**INSTRUCTIONS FOR THE TASK**: Beginning with the line where "let keys = self.list_keys()?;" appears, repeat every remaining line of the entries exactly, the last line included.

[Collected data]

• • • • • • •

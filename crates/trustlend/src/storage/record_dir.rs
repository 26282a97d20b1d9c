//! Versioned JSON record directory.
//!
//! Stores one record per file, named `{key}.json`, inside a base directory.
//!
//! File format:
//! ```json
//! { "version": 1, "record": { ... } }
//! ```
//!
//! Writes go to a sibling `.tmp` file first and are renamed into place, so a
//! reader never observes a half-written record.
//!
//! Read-check-write sequences that must hold across processes take a
//! [`RecordLock`]: an exclusive advisory lock on `{name}.lock` in the same
//! directory.

use std::fs::{File, OpenOptions};
use std::marker::PhantomData;
use std::path::{Path, PathBuf};

use fs2::FileExt;
use serde::de::DeserializeOwned;
use serde::{Deserialize, Serialize};

use crate::error::{MarketError, Result};

// ── File format constants ─────────────────────────────────────────────────────

const RECORD_FILE_VERSION: u32 = 1;

const RECORD_EXT: &str = "json";
const TMP_EXT: &str = "json.tmp";
const LOCK_EXT: &str = "lock";

// ── On-disk structures ────────────────────────────────────────────────────────

/// Wrapper written to disk for each record.
#[derive(Debug, Serialize)]
struct RecordFileRef<'a, T> {
    version: u32,
    record: &'a T,
}

/// Wrapper read back from disk.
#[derive(Debug, Deserialize)]
struct RecordFile<T> {
    version: u32,
    record: T,
}

// ── RecordDir ─────────────────────────────────────────────────────────────────

/// Filesystem-backed directory of `T` records keyed by a file-safe string.
///
/// Single-file writes are atomic. Callers that check stored state before
/// writing hold a [`RecordLock`] across the whole sequence.
pub struct RecordDir<T> {
    base_dir: PathBuf,
    _record: PhantomData<fn() -> T>,
}

impl<T> std::fmt::Debug for RecordDir<T> {
    fn fmt(&self, f: &mut std::fmt::Formatter<'_>) -> std::fmt::Result {
        f.debug_struct("RecordDir")
            .field("base_dir", &self.base_dir)
            .finish()
    }
}

impl<T: Serialize + DeserializeOwned> RecordDir<T> {
    /// Open (creating if missing) a record directory at `base_dir`.
    ///
    /// # Errors
    ///
    /// Returns `MarketError::Io` if the directory cannot be created.
    pub fn open(base_dir: impl Into<PathBuf>) -> Result<Self> {
        let base_dir = base_dir.into();
        std::fs::create_dir_all(&base_dir)?;
        Ok(Self {
            base_dir,
            _record: PhantomData,
        })
    }

    /// Directory this store writes into.
    pub fn base_dir(&self) -> &Path {
        &self.base_dir
    }

    /// Persist `record` under `key`, replacing any existing file.
    ///
    /// # Errors
    ///
    /// `InvalidInput` for keys that are not file-safe, `SerializationError`
    /// if encoding fails, `Io` for filesystem errors.
    pub fn save(&self, key: &str, record: &T) -> Result<()> {
        let path = self.record_path(key)?;
        let file = RecordFileRef {
            version: RECORD_FILE_VERSION,
            record,
        };
        let json = serde_json::to_string_pretty(&file)
            .map_err(|e| MarketError::SerializationError(e.to_string()))?;

        let tmp = path.with_extension(TMP_EXT);
        std::fs::write(&tmp, json.as_bytes())?;
        std::fs::rename(&tmp, &path)?;
        Ok(())
    }

    /// Load the record stored under `key`.
    ///
    /// # Errors
    ///
    /// `NotFound` if no file exists, `InvalidFileFormat` for malformed or
    /// unsupported files, `Io` for filesystem errors.
    pub fn load(&self, key: &str) -> Result<T> {
        let path = self.record_path(key)?;
        if !path.exists() {
            return Err(MarketError::NotFound(format!("record not found: {key}")));
        }
        self.read_path(&path)
    }

    /// Load the record stored under `key`, or `None` if there is no file.
    pub fn try_load(&self, key: &str) -> Result<Option<T>> {
        let path = self.record_path(key)?;
        match std::fs::read(&path) {
            Ok(bytes) => self.decode(&path, &bytes).map(Some),
            Err(e) if e.kind() == std::io::ErrorKind::NotFound => Ok(None),
            Err(e) => Err(e.into()),
        }
    }

    /// Block until this process holds the exclusive lock named `name`.
    ///
    /// The lock is released when the returned guard is dropped. Lock files
    /// are left in place and never listed as records.
    ///
    /// # Errors
    ///
    /// `InvalidInput` for names that are not file-safe, `Io` if the lock
    /// file cannot be opened or locked.
    pub fn lock(&self, name: &str) -> Result<RecordLock> {
        if !is_file_safe(name) {
            return Err(MarketError::InvalidInput(format!(
                "lock name is not file-safe: {name:?}"
            )));
        }
        let path = self.base_dir.join(format!("{name}.{LOCK_EXT}"));
        let file = OpenOptions::new()
            .read(true)
            .write(true)
            .create(true)
            .truncate(false)
            .open(&path)?;
        FileExt::lock_exclusive(&file)?;
        Ok(RecordLock { file })
    }

    /// Delete the record stored under `key`. Returns whether a file existed.
    pub fn remove(&self, key: &str) -> Result<bool> {
        let path = self.record_path(key)?;
        match std::fs::remove_file(&path) {
            Ok(()) => Ok(true),
            Err(e) if e.kind() == std::io::ErrorKind::NotFound => Ok(false),
            Err(e) => Err(e.into()),
        }
    }

    /// List the keys of all stored records, in no particular order.
    pub fn list_keys(&self) -> Result<Vec<String>> {
        let mut keys = Vec::new();

        for entry in std::fs::read_dir(&self.base_dir)? {
            let entry = entry?;
            let name = entry.file_name();
            let name_str = name.to_string_lossy();

            if let Some(stem) = name_str.strip_suffix(".json") {
                keys.push(stem.to_string());
            }
        }

        Ok(keys)
    }

    /// Load every stored record, in no particular order.
    pub fn load_all(&self) -> Result<Vec<T>> {
        let keys = self.list_keys()?;
        let mut records = Vec::with_capacity(keys.len());
        for key in &keys {
            records.push(self.load(key)?);
        }
        Ok(records)
    }

    // ── Internal helpers ──────────────────────────────────────────────────────

    fn read_path(&self, path: &Path) -> Result<T> {
        let bytes = std::fs::read(path)?;
        self.decode(path, &bytes)
    }

    fn decode(&self, path: &Path, bytes: &[u8]) -> Result<T> {
        let file: RecordFile<T> = serde_json::from_slice(bytes).map_err(|e| {
            MarketError::InvalidFileFormat(format!("failed to parse {}: {e}", path.display()))
        })?;
        if file.version != RECORD_FILE_VERSION {
            return Err(MarketError::InvalidFileFormat(format!(
                "unsupported record version {} in {}",
                file.version,
                path.display()
            )));
        }
        Ok(file.record)
    }

    /// Build `{base_dir}/{key}.json`, rejecting keys that could escape it.
    fn record_path(&self, key: &str) -> Result<PathBuf> {
        if !is_file_safe(key) {
            return Err(MarketError::InvalidInput(format!(
                "record key is not file-safe: {key:?}"
            )));
        }
        Ok(self.base_dir.join(format!("{key}.{RECORD_EXT}")))
    }
}

// ── RecordLock ────────────────────────────────────────────────────────────────

/// Guard for an exclusive lock taken with [`RecordDir::lock`].
#[derive(Debug)]
pub struct RecordLock {
    file: File,
}

impl Drop for RecordLock {
    fn drop(&mut self) {
        // Closing the file releases the lock as well.
        let _ = FileExt::unlock(&self.file);
    }
}

/// Keys are restricted to ASCII alphanumerics, `_` and `-`.
pub fn is_file_safe(key: &str) -> bool {
    !key.is_empty()
        && key.len() <= 128
        && key
            .bytes()
            .all(|b| b.is_ascii_alphanumeric() || b == b'_' || b == b'-')
}

// ── Tests ─────────────────────────────────────────────────────────────────────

• • • • • • •

**WRITTEN RESPONSE**:
        let keys = self.list_keys()?;
        let mut records = Vec::with_capacity(keys.len());
        for key in &keys {
            records.push(self.load(key)?);
        }
        Ok(records)
    }

    // ── Internal helpers ──────────────────────────────────────────────────────

    fn read_path(&self, path: &Path) -> Result<T> {
        let bytes = std::fs::read(path)?;
        self.decode(path, &bytes)
    }

    fn decode(&self, path: &Path, bytes: &[u8]) -> Result<T> {
        let file: RecordFile<T> = serde_json::from_slice(bytes).map_err(|e| {
            MarketError::InvalidFileFormat(format!("failed to parse {}: {e}", path.display()))
        })?;
        if file.version != RECORD_FILE_VERSION {
            return Err(MarketError::InvalidFileFormat(format!(
                "unsupported record version {} in {}",
                file.version,
                path.display()
            )));
        }
        Ok(file.record)
    }

    /// Build `{base_dir}/{key}.json`, rejecting keys that could escape it.
    fn record_path(&self, key: &str) -> Result<PathBuf> {
        if !is_file_safe(key) {
            return Err(MarketError::InvalidInput(format!(
                "record key is not file-safe: {key:?}"
            )));
        }
        Ok(self.base_dir.join(format!("{key}.{RECORD_EXT}")))
    }
}

// ── RecordLock ────────────────────────────────────────────────────────────────

/// Guard for an exclusive lock taken with [`RecordDir::lock`].
#[derive(Debug)]
pub struct RecordLock {
    file: File,
}

impl Drop for RecordLock {
    fn drop(&mut self) {
        // Closing the file releases the lock as well.
        let _ = FileExt::unlock(&self.file);
    }
}

/// Keys are restricted to ASCII alphanumerics, `_` and `-`.
pub fn is_file_safe(key: &str) -> bool {
    !key.is_empty()
        && key.len() <= 128
        && key
            .bytes()
            .all(|b| b.is_ascii_alphanumeric() || b == b'_' || b == b'-')
}

// ── Tests ─────────────────────────────────────────────────────────────────────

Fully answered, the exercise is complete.